++++ Record extracts ++++

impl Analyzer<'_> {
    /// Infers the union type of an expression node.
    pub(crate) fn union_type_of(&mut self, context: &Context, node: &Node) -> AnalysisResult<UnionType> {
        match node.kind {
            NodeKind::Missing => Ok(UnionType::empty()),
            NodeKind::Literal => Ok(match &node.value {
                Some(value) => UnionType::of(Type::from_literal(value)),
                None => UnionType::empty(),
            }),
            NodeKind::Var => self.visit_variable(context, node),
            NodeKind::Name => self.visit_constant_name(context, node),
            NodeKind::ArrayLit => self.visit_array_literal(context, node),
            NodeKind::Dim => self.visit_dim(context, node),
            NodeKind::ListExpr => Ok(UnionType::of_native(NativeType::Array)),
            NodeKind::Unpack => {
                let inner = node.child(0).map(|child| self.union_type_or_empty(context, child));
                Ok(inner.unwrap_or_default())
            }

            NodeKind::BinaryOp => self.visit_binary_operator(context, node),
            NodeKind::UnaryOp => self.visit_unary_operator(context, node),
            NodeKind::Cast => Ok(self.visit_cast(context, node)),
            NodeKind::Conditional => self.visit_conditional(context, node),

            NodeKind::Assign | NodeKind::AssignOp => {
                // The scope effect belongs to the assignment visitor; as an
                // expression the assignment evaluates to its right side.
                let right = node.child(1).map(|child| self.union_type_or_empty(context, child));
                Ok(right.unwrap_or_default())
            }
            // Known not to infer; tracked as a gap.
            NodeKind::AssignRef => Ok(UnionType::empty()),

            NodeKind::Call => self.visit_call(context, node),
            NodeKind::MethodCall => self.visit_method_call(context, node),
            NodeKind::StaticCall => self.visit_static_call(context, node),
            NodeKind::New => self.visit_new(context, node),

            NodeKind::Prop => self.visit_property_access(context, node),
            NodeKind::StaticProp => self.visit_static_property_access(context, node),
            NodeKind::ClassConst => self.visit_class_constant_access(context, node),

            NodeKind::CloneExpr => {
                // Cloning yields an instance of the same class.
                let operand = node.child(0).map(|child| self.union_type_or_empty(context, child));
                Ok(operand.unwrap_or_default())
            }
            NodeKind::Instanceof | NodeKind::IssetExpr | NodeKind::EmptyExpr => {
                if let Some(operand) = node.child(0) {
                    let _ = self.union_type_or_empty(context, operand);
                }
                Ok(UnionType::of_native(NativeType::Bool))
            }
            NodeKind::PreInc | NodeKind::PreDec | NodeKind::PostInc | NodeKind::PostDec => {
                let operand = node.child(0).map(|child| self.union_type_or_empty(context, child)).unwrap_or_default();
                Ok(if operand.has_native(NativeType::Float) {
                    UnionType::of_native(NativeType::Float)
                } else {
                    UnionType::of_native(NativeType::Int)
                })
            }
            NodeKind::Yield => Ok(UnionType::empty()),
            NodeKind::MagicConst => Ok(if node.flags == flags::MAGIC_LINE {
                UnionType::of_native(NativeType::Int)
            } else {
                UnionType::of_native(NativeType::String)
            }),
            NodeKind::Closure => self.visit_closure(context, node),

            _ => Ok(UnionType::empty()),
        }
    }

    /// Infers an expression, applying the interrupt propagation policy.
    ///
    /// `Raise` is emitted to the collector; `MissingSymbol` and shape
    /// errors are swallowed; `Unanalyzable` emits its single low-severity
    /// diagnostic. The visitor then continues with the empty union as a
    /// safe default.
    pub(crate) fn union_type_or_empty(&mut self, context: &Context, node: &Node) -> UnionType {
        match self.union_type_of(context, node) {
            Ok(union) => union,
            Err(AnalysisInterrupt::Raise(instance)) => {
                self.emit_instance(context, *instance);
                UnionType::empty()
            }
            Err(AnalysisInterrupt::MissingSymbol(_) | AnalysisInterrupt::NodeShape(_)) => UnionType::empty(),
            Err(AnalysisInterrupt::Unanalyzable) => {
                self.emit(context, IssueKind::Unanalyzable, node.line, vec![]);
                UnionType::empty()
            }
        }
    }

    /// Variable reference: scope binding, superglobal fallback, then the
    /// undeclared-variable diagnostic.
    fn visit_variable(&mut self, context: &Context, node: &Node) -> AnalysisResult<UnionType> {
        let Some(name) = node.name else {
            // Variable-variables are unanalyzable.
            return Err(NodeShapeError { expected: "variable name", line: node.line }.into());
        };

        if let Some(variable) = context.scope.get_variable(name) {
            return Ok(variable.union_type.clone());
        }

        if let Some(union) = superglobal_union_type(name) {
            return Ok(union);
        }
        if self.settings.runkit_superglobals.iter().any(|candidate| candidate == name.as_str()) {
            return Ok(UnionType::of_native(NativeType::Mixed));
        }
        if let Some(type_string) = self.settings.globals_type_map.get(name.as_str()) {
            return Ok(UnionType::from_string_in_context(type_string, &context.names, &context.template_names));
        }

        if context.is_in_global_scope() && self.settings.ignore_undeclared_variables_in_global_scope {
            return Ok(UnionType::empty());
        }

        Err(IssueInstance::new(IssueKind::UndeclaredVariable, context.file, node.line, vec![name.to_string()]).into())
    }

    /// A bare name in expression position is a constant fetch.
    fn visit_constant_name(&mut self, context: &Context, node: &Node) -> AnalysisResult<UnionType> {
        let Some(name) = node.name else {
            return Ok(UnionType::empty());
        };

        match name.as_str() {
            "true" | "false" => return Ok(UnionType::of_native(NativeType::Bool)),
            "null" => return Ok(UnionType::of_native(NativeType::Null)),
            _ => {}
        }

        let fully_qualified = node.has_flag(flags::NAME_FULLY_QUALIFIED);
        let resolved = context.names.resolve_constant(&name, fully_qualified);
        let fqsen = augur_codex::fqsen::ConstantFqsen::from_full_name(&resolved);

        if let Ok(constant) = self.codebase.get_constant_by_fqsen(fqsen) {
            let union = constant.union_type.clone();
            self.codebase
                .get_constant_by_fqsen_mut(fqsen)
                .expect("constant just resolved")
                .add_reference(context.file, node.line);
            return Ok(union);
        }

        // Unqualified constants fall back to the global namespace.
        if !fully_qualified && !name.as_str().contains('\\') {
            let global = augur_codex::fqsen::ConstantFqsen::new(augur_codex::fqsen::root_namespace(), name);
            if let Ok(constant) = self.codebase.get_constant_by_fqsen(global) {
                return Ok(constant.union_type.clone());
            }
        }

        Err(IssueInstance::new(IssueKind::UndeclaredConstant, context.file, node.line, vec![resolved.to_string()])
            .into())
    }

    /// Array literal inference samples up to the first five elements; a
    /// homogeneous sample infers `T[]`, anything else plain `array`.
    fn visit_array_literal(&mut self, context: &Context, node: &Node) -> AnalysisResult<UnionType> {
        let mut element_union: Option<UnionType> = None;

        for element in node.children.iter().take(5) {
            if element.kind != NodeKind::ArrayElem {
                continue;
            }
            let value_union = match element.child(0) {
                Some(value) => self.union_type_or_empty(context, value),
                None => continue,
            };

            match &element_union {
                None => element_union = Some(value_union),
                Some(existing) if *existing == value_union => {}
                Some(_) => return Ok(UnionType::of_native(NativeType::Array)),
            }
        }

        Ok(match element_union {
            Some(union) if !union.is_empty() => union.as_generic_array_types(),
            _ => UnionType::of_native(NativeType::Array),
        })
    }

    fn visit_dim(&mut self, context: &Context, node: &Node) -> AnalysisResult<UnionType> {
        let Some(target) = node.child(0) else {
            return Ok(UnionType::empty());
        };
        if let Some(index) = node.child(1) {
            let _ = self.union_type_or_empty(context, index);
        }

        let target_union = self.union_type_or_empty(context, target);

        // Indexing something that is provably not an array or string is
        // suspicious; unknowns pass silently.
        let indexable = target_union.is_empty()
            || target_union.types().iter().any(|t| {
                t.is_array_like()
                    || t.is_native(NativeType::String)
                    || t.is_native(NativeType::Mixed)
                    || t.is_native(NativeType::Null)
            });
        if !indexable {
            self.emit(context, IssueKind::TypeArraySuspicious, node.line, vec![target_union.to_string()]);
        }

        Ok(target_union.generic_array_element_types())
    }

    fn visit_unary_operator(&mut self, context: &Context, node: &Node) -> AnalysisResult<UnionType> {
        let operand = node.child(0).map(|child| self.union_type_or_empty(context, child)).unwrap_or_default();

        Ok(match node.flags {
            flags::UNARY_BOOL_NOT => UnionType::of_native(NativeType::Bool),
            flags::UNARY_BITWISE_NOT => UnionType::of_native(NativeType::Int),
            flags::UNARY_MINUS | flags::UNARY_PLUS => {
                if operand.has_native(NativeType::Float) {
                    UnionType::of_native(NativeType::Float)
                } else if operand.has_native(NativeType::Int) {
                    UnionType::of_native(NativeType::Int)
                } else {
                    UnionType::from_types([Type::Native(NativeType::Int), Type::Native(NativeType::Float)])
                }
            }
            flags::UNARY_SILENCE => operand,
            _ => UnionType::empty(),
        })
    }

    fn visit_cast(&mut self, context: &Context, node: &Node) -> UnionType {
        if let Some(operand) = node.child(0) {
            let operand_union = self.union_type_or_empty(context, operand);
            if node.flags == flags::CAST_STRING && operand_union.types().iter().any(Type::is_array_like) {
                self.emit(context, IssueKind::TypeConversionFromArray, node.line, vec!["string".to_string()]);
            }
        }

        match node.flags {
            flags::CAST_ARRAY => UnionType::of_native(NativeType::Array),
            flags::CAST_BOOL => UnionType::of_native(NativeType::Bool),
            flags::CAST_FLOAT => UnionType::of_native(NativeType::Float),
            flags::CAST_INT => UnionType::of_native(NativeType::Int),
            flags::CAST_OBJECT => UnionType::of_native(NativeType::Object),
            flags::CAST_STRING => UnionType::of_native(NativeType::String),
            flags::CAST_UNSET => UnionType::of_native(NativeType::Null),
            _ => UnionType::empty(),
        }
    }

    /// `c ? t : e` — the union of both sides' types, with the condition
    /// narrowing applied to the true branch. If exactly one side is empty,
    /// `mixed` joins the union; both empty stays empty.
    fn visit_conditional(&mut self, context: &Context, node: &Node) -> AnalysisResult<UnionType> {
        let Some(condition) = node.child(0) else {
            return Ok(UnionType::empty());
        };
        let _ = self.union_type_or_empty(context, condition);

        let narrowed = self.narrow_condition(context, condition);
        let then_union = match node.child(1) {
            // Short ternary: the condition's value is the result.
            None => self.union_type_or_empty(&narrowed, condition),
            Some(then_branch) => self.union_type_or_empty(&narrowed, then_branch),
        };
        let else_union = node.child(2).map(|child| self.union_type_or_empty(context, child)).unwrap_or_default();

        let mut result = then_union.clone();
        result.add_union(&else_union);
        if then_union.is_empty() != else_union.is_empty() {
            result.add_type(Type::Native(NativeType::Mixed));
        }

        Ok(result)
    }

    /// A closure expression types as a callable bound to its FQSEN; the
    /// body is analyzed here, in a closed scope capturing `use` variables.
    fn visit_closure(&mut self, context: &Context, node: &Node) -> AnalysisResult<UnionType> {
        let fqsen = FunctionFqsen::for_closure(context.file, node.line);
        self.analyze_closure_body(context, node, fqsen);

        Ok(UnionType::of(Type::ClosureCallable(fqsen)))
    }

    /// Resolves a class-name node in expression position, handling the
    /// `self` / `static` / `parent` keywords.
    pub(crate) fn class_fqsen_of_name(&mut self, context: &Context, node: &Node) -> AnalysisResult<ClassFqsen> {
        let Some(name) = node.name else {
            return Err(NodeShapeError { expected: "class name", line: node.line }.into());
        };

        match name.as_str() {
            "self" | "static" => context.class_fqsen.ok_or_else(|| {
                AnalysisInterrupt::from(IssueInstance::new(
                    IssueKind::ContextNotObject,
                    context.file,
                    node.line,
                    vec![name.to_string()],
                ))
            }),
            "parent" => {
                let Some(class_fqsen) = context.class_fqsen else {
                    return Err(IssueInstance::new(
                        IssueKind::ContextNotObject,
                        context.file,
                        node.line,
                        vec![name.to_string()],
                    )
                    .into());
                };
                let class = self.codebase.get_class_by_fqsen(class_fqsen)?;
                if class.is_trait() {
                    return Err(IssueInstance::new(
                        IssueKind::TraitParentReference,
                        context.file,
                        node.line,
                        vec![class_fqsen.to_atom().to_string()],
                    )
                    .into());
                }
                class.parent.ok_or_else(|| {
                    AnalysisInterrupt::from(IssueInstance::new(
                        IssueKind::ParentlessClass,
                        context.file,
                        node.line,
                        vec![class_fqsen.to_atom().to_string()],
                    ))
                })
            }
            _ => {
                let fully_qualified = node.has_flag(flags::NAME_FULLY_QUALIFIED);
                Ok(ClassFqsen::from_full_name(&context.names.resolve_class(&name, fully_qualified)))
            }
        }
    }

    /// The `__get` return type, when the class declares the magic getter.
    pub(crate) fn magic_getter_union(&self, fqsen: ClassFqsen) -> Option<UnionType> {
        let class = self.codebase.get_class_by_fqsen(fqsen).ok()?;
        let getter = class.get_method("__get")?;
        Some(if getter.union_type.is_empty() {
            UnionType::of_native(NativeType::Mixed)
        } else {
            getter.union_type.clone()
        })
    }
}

++++

Reproduce every line of the records containing the string "Float".

Problem solution »
                Ok(if operand.has_native(NativeType::Float) {
                    UnionType::of_native(NativeType::Float)
                if operand.has_native(NativeType::Float) {
                    UnionType::of_native(NativeType::Float)
                    UnionType::from_types([Type::Native(NativeType::Int), Type::Native(NativeType::Float)])
            flags::CAST_FLOAT => UnionType::of_native(NativeType::Float),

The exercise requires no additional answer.